**Exercise directions**
Please copy, exactly as they appear below, the lines from the one containing "Eq, serde::Serialize, serde::Deserialize)]" through the one containing "toml::to_string_pretty(&AppConfig::default())".
============================================================
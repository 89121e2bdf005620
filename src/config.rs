use std::path::Path;

use crate::error::ConfigError;
use crate::game::EngineConfig;
use crate::session::SessionConfig;

/// Top-level application configuration, loadable from TOML.
#[derive(Debug, Clone, Default, PartialEq, Eq, serde::Serialize, serde::Deserialize)]
#[serde(default)]
pub struct AppConfig {
    pub engine: EngineConfig,
    pub session: SessionConfig,
}

impl AppConfig {
    /// Load configuration from a TOML file.
    pub fn load(path: &Path) -> Result<Self, ConfigError> {
        let content = std::fs::read_to_string(path).map_err(|e| ConfigError::FileRead {
            path: path.to_path_buf(),
            source: e,
        })?;
        let config: AppConfig = toml::from_str(&content)?;
        config.validate()?;
        Ok(config)
    }

    /// Load configuration from a TOML file, falling back to defaults if the file
    /// does not exist.
    pub fn load_or_default(path: &Path) -> Result<Self, ConfigError> {
        if path.exists() {
            Self::load(path)
        } else {
            eprintln!("Warning: config file '{}' not found, using defaults", path.display());
            Ok(Self::default())
        }
    }

    /// Validate configuration values.
    pub fn validate(&self) -> Result<(), ConfigError> {
        self.engine.validate()?;

        if self.session.rounds == 0 {
            return Err(ConfigError::Validation(
                "session.rounds must be >= 1".into(),
            ));
        }
        if self.session.stats_window == 0 {
            return Err(ConfigError::Validation(
                "session.stats_window must be >= 1".into(),
            ));
        }

        Ok(())
    }

    /// Generate a TOML string with all default values (useful for creating
    /// example config files).
    pub fn default_toml() -> Result<String, ConfigError> {
        toml::to_string_pretty(&AppConfig::default())
            .map_err(|e| ConfigError::Validation(format!("default config does not serialize: {e}")))
    }
}

#[cfg(test)]
mod tests {
    use super::*;
    use crate::game::{Player, StartPolicy};
    use std::io::Write;

    #[test]
    fn test_default_config_is_valid() {
        let config = AppConfig::default();
        config.validate().expect("default config should be valid");
    }

    #[test]
    fn test_partial_toml_uses_defaults() {
        let toml_str = r#"
[engine]
win_length = 5
"#;
        let config: AppConfig = toml::from_str(toml_str).unwrap();
        assert_eq!(config.engine.win_length, 5);
        // Other fields should be defaults
        assert_eq!(config.engine.rows, 6);
        assert_eq!(config.engine.cols, 7);
        assert_eq!(config.session.rounds, 100);
    }

    #[test]
    fn test_empty_toml_uses_all_defaults() {
        let config: AppConfig = toml::from_str("").unwrap();
        assert_eq!(config, AppConfig::default());
    }

    #[test]
    fn test_policy_and_labels_from_toml() {
        let toml_str = r#"
[engine]
starting_player = "yellow"
start_policy = "alternate"

[engine.labels]
red = "Crimson"
"#;
        let config: AppConfig = toml::from_str(toml_str).unwrap();
        assert_eq!(config.engine.starting_player, Player::Yellow);
        assert_eq!(config.engine.start_policy, StartPolicy::Alternate);
        assert_eq!(config.engine.labels.red, "Crimson");
        assert_eq!(config.engine.labels.yellow, "Yellow");
    }

    #[test]
    fn test_validation_rejects_zero_rows() {
        let mut config = AppConfig::default();
        config.engine.rows = 0;
        assert!(config.validate().is_err());
    }

    #[test]
    fn test_validation_rejects_short_win_length() {
        let mut config = AppConfig::default();
        config.engine.win_length = 1;
        assert!(config.validate().is_err());
    }

    #[test]
    fn test_validation_rejects_oversized_win_length() {
        let mut config = AppConfig::default();
        config.engine.win_length = 8;
        assert!(config.validate().is_err());
    }

    #[test]
    fn test_validation_rejects_zero_rounds() {
        let mut config = AppConfig::default();
        config.session.rounds = 0;
        assert!(config.validate().is_err());
    }

    #[test]
    fn test_validation_rejects_zero_stats_window() {
        let mut config = AppConfig::default();
        config.session.stats_window = 0;
        assert!(config.validate().is_err());
    }

    #[test]
    fn test_load_or_default_missing_file() {
        let config = AppConfig::load_or_default(Path::new("nonexistent_config.toml")).unwrap();
        assert_eq!(config, AppConfig::default());
    }

    #[test]
    fn test_load_from_file() {
        let dir = tempfile::tempdir().unwrap();
        let path = dir.path().join("test_config.toml");
        let mut f = std::fs::File::create(&path).unwrap();
        writeln!(
            f,
            r#"
[session]
rounds = 500
seed = 9
"#
        )
        .unwrap();

        let config = AppConfig::load(&path).unwrap();
        assert_eq!(config.session.rounds, 500);
        assert_eq!(config.session.seed, Some(9));
        // Others are defaults
        assert_eq!(config.engine, crate::game::EngineConfig::default());
    }

    #[test]
    fn test_load_rejects_invalid_file() {
        let dir = tempfile::tempdir().unwrap();
        let path = dir.path().join("bad.toml");
        std::fs::write(&path, "[engine]\ncols = 0\n").unwrap();
        assert!(matches!(
            AppConfig::load(&path),
            Err(ConfigError::Validation(_))
        ));

        std::fs::write(&path, "[engine\n").unwrap();
        assert!(matches!(AppConfig::load(&path), Err(ConfigError::TomlParse(_))));
    }

    #[test]
    fn test_default_toml_roundtrips() {
        let toml_str = AppConfig::default_toml().unwrap();
        let config: AppConfig = toml::from_str(&toml_str).unwrap();
        config.validate().expect("roundtripped config should be valid");
        assert_eq!(config, AppConfig::default());
    }
}
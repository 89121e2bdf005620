use serde::{Deserialize, Serialize};

use super::board::Cell;

/// One of the two sides. `Red` is the conventional first player.
#[derive(Debug, Clone, Copy, PartialEq, Eq, Hash, Serialize, Deserialize)]
#[serde(rename_all = "lowercase")]
pub enum Player {
    Red,
    Yellow,
}

impl Player {
    /// Get the other player
    pub fn other(self) -> Player {
        match self {
            Player::Red => Player::Yellow,
            Player::Yellow => Player::Red,
        }
    }

    /// Convert player to cell type
    pub fn to_cell(self) -> Cell {
        match self {
            Player::Red => Cell::Red,
            Player::Yellow => Cell::Yellow,
        }
    }

    /// Default display name, used when no label is configured
    pub fn name(self) -> &'static str {
        match self {
            Player::Red => "Red",
            Player::Yellow => "Yellow",
        }
    }
}

#[cfg(test)]
mod tests {
    use super::*;

    #[test]
    fn test_other_player() {
        assert_eq!(Player::Red.other(), Player::Yellow);
        assert_eq!(Player::Yellow.other(), Player::Red);
    }

    #[test]
    fn test_player_name() {
        assert_eq!(Player::Red.name(), "Red");
        assert_eq!(Player::Yellow.name(), "Yellow");
    }

    #[test]
    fn test_to_cell_round_trips_owner() {
        assert_eq!(Player::Red.to_cell().owner(), Some(Player::Red));
        assert_eq!(Player::Yellow.to_cell().owner(), Some(Player::Yellow));
    }

    #[test]
    fn test_deserialize_lowercase() {
        #[derive(Deserialize)]
        struct Wrapper {
            player: Player,
        }
        let w: Wrapper = toml::from_str("player = \"yellow\"").unwrap();
        assert_eq!(w.player, Player::Yellow);
    }
}
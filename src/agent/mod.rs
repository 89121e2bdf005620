//! Column pickers that can drive an engine without a human at the keyboard.

mod random;

pub use random::RandomAgent;

use crate::game::GameEngine;

/// Anything that can choose the next column for the player to move.
pub trait Agent {
    /// Pick a column for the engine's current player, or `None` if the agent
    /// has nothing to play.
    fn select_column(&mut self, engine: &GameEngine) -> Option<usize>;

    /// Return the agent's display name.
    fn name(&self) -> &str;
}
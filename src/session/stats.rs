use std::collections::VecDeque;

use crate::game::Player;

/// Result of a single round.
#[derive(Debug, Clone, Copy, PartialEq, Eq)]
pub struct RoundResult {
    pub winner: Option<Player>,
    pub moves: usize,
}

/// Session statistics with rolling window computations.
pub struct SessionStats {
    round_results: VecDeque<RoundResult>,
    capacity: usize,
    total_rounds: usize, // lifetime count, never capped
    total_draws: usize,
}

impl SessionStats {
    pub fn with_capacity(capacity: usize) -> Self {
        SessionStats {
            round_results: VecDeque::with_capacity(capacity),
            capacity,
            total_rounds: 0,
            total_draws: 0,
        }
    }

    pub fn new() -> Self {
        Self::with_capacity(100)
    }

    pub fn record_round(&mut self, result: RoundResult) {
        self.total_rounds += 1;
        if result.winner.is_none() {
            self.total_draws += 1;
        }
        self.round_results.push_back(result);
        if self.round_results.len() > self.capacity {
            self.round_results.pop_front();
        }
    }

    /// Share of the last N rounds won by `player`.
    pub fn win_rate(&self, player: Player, last_n: usize) -> f32 {
        self.rate(last_n, |r| r.winner == Some(player))
    }

    /// Draw rate in the last N rounds.
    pub fn draw_rate(&self, last_n: usize) -> f32 {
        self.rate(last_n, |r| r.winner.is_none())
    }

    fn rate(&self, last_n: usize, pred: impl Fn(&RoundResult) -> bool) -> f32 {
        let n = self.round_results.len().min(last_n);
        if n == 0 {
            return 0.0;
        }
        let hits = self
            .round_results
            .iter()
            .rev()
            .take(n)
            .filter(|r| pred(r))
            .count();
        hits as f32 / n as f32
    }

    /// Average number of drops per round over the last N rounds.
    pub fn average_round_length(&self, last_n: usize) -> f32 {
        let n = self.round_results.len().min(last_n);
        if n == 0 {
            return 0.0;
        }
        let total: usize = self
            .round_results
            .iter()
            .rev()
            .take(n)
            .map(|r| r.moves)
            .sum();
        total as f32 / n as f32
    }

    pub fn total_rounds(&self) -> usize {
        self.total_rounds
    }

    /// Lifetime count of drawn rounds
    pub fn total_draws(&self) -> usize {
        self.total_draws
    }
}

impl Default for SessionStats {
    fn default() -> Self {
        Self::new()
    }
}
============================================================
**Result**
#[derive(Debug, Clone, Default, PartialEq, Eq, serde::Serialize, serde::Deserialize)]
#[serde(default)]
pub struct AppConfig {
    pub engine: EngineConfig,
    pub session: SessionConfig,
}

impl AppConfig {
    /// Load configuration from a TOML file.
    pub fn load(path: &Path) -> Result<Self, ConfigError> {
        let content = std::fs::read_to_string(path).map_err(|e| ConfigError::FileRead {
            path: path.to_path_buf(),
            source: e,
        })?;
        let config: AppConfig = toml::from_str(&content)?;
        config.validate()?;
        Ok(config)
    }

    /// Load configuration from a TOML file, falling back to defaults if the file
    /// does not exist.
    pub fn load_or_default(path: &Path) -> Result<Self, ConfigError> {
        if path.exists() {
            Self::load(path)
        } else {
            eprintln!("Warning: config file '{}' not found, using defaults", path.display());
            Ok(Self::default())
        }
    }

    /// Validate configuration values.
    pub fn validate(&self) -> Result<(), ConfigError> {
        self.engine.validate()?;

        if self.session.rounds == 0 {
            return Err(ConfigError::Validation(
                "session.rounds must be >= 1".into(),
            ));
        }
        if self.session.stats_window == 0 {
            return Err(ConfigError::Validation(
                "session.stats_window must be >= 1".into(),
            ));
        }

        Ok(())
    }

    /// Generate a TOML string with all default values (useful for creating
    /// example config files).
    pub fn default_toml() -> Result<String, ConfigError> {
        toml::to_string_pretty(&AppConfig::default())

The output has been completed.